The federal 'Right to Try' bill in the United States recently passed the House and requires Senate approval before it becomes law. The bill would provide patients access to experimental drugs and other products that have not received approval from the Food and Drug Administration (FDA), including stem cell treatments.
It's not enough to act on a hunch that it might work.
Most folks think this is a good thing, but several express concern over whether the law would truly help patients. Even if a company allows patients to access an experimental drug, an important question remains: Should a doctor prescribe it?
Before such a drug can be prescribed, the federal bill states that a physician must "certify" that the patient has exhausted all available treatments or does not meet the criteria for standard treatment. Even after determining eligibility, a physician needs to consider a few points first. It's not enough to act on a hunch that it might work. The concept of medical innovation could help doctors figure out if prescribing an experimental treatment is the right thing to do.
Medical innovation falls within the doctor's scope of practice. Based on their experience and sound scientific rationale, physicians can "innovate" and offer treatment tailored to a patient with the goal of improving health. This differs from the goal of clinical research, which is to produce generalizable knowledge, not necessarily to benefit patients. In medical specialties like surgery, many of the standard procedures were developed through medical innovation, not clinical trials. Under the 'Right to Try,' a physician could ethically prescribe an experimental therapy as medical innovation if the following conditions are met.
Medical innovation should follow similar ethical and scientific oversight as clinical research.
First, there must be sound scientific rationale, and evidence of safety and efficacy of the innovative treatment from preclinical (animal and lab) research or clinical (human) research. The 'Right to Try' bill permits access to experimental products only after safety is demonstrated from a phase 1 clinical trial. This initial testing, called "first in human," aims to determine safety and dosing of an experimental product on typically around 20 to 100 people who are healthy volunteers or have a condition. This way, a physician can be assured that there is some evidence indicating the product is safe.
Efficacy must be demonstrated in animal and lab preclinical studies in order to gain permission from the FDA to do a phase 1 trial in the first place. This way, a doctor can also be assured that sound scientific rationale exists indicating a potential benefit to the patient. Only through further phase 2 and 3 clinical trials on hundreds or more people would a doctor know with greater certainty that the therapy works, but this might take many more years.
A doctor should not completely rely on what others in the scientific community think about the experimental treatment and should have appropriate expertise. This includes knowledge about the disease, familiarity with treating such patients, and an understanding of how the experimental treatment works, including administering it.
Second, medical innovation should follow similar ethical and scientific oversight as clinical research. Physicians should write a protocol for administering the experimental therapy and have it reviewed by clinical, scientific, and ethics experts at their institution. A protocol would include all the information on how the doctor would provide the therapy to patients, including dosages, monitoring, what happens if there are side effects, and much more. The experts would examine various components of the plan, look at informed consent, and ensure a favorable benefit-to-risk ratio, among other aspects.
When weighing whether to prescribe an experimental treatment, doctors need to base this decision on sound science and relevant clinical experience, not on hope or desperation.
Third, doctors should properly inform their patients about the risks (including if the risks are unknown), possible benefits, and the details of the procedure to be undertaken, and they must obtain the patient's consent.

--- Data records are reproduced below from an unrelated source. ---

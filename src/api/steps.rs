use axum::{
    extract::{Path, Query, State},
    http::StatusCode,
    middleware,
    response::Json,
    routing::get,
    Extension, Router,
};
use axum_extra::extract::WithRejection;
use chrono::{Duration, NaiveDate, Utc};

use super::error::{ApiError, ApiResult};
use crate::auth::{jwt_auth_middleware, AuthService, UserSession};
use crate::models::{DailyStepSummary, DateRangeQuery, RecordStepsRequest, StepEntry, StepStats};
use crate::services::StepService;

/// Days covered by history and stats when no range is given
const DEFAULT_RANGE_DAYS: i64 = 30;

pub fn step_routes(steps: StepService, auth_service: AuthService) -> Router {
    Router::new()
        .route("/", get(get_history).post(record_steps))
        .route("/stats", get(get_stats))
        .route("/:date", get(get_day).delete(delete_day))
        .route_layer(middleware::from_fn_with_state(auth_service, jwt_auth_middleware))
        .with_state(steps)
}

/// `to` defaults to today and `from` to the 30 days ending at `to`
fn resolve_range(range: &DateRangeQuery) -> Result<(NaiveDate, NaiveDate), ApiError> {
    range.validate()?;
    let to = range.to.unwrap_or_else(|| Utc::now().date_naive());
    let from = range
        .from
        .unwrap_or_else(|| to - Duration::days(DEFAULT_RANGE_DAYS - 1));
    if from > to {
        return Err(ApiError::BadRequest("from cannot be after to".to_string()));
    }
    Ok((from, to))
}

#[tracing::instrument(skip(steps, session, request), fields(user_id = %session.user_id))]
async fn record_steps(
    State(steps): State<StepService>,
    Extension(session): Extension<UserSession>,
    WithRejection(Json(request), _): WithRejection<Json<RecordStepsRequest>, ApiError>,
) -> ApiResult<Json<DailyStepSummary>> {
    request.validate(Utc::now().date_naive())?;

    let summary = steps.record_steps(session.user_id, request).await?;
    Ok(Json(summary))
}

#[tracing::instrument(skip(steps, session), fields(user_id = %session.user_id))]
async fn get_day(
    State(steps): State<StepService>,
    Extension(session): Extension<UserSession>,
    WithRejection(Path(date), _): WithRejection<Path<NaiveDate>, ApiError>,
) -> ApiResult<Json<DailyStepSummary>> {
    let summary = steps.get_day(session.user_id, date).await?;
    Ok(Json(summary))
}

#[tracing::instrument(skip(steps, session, range), fields(user_id = %session.user_id))]
async fn get_history(
    State(steps): State<StepService>,
    Extension(session): Extension<UserSession>,
    WithRejection(Query(range), _): WithRejection<Query<DateRangeQuery>, ApiError>,
) -> ApiResult<Json<Vec<StepEntry>>> {
    let (from, to) = resolve_range(&range)?;

    let history = steps.history(session.user_id, from, to).await?;
    Ok(Json(history))
}

#[tracing::instrument(skip(steps, session, range), fields(user_id = %session.user_id))]
async fn get_stats(
    State(steps): State<StepService>,
    Extension(session): Extension<UserSession>,
    WithRejection(Query(range), _): WithRejection<Query<DateRangeQuery>, ApiError>,
) -> ApiResult<Json<StepStats>> {
    let (from, to) = resolve_range(&range)?;

    let stats = steps.stats(session.user_id, from, to).await?;
    Ok(Json(stats))
}

#[tracing::instrument(skip(steps, session), fields(user_id = %session.user_id))]
async fn delete_day(
    State(steps): State<StepService>,
    Extension(session): Extension<UserSession>,
    WithRejection(Path(date), _): WithRejection<Path<NaiveDate>, ApiError>,
) -> ApiResult<StatusCode> {
    if !steps.delete_day(session.user_id, date).await? {
        return Err(ApiError::NotFound("Step entry"));
    }

    Ok(StatusCode::NO_CONTENT)
}

#[cfg(test)]
mod tests {
    use super::*;
    use assert_matches::assert_matches;

    #[test]
    fn test_default_range_is_thirty_days() {
        let to = NaiveDate::from_ymd_opt(2024, 5, 31).unwrap();
        let (from, resolved_to) = resolve_range(&DateRangeQuery {
            from: None,
            to: Some(to),
        })
        .unwrap();

        assert_eq!(resolved_to, to);
        assert_eq!(from, NaiveDate::from_ymd_opt(2024, 5, 2).unwrap());
    }

    #[test]
    fn test_from_after_defaulted_to_is_rejected() {
        let future = Utc::now().date_naive() + Duration::days(3);
        assert_matches!(
            resolve_range(&DateRangeQuery {
                from: Some(future),
                to: None,
            }),
            Err(ApiError::BadRequest(_))
        );
    }
}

Fourth, physicians should thoroughly monitor and diligently document all aspects of the outcomes of the procedure, various clinical indicators, and adverse events. During the course of providing an experimental therapy, if harm to a patient occurs, the physician is obligated to alter the course of the treatment or stop it. Similarly, if evidence from an ongoing clinical trial shows that the experimental treatment might help some but not all patients, the doctor needs to modify the plan accordingly.
Fifth, upon completing the experimental treatment, physicians should publish their findings to share the knowledge. Note that medical innovation is not meant to replace clinical trials. The two can be complementary, and medical innovation can lead to the design of clinical trials to demonstrate safety and efficacy.
Other experts may not agree that it can be ethical for a physician to prescribe an unapproved drug. Such dissenters would claim that physicians should only prescribe medications when there is substantial scientific and clinical certainty that a product is safe and effective for patients. They are also likely to oppose most forms of medical innovation. Yet even after undergoing rigorous clinical trials, some approved products have been shown to be unsafe or ineffective and are removed from the market.
While it seems that more evidence is better, doctors need to be mindful that patients are suffering and some may never receive access to drugs still in the pipeline. Bound by the Hippocratic Oath – the main tenet being "do no harm" – doctors are obligated to prescribe therapies that will help their patients. When weighing whether to prescribe an experimental treatment, doctors need to base this decision on sound science and relevant clinical experience, not on hope or desperation. Given that patients who want to participate in the 'Right to Try' movement have exhausted all other options and their condition may be worsening, it would seem ethically appropriate for a physician to treat them with an experimental drug, as long as the criteria listed above are satisfied.
The views expressed are the author's personal views, and do not necessarily reflect the policy or position of Mayo Clinic.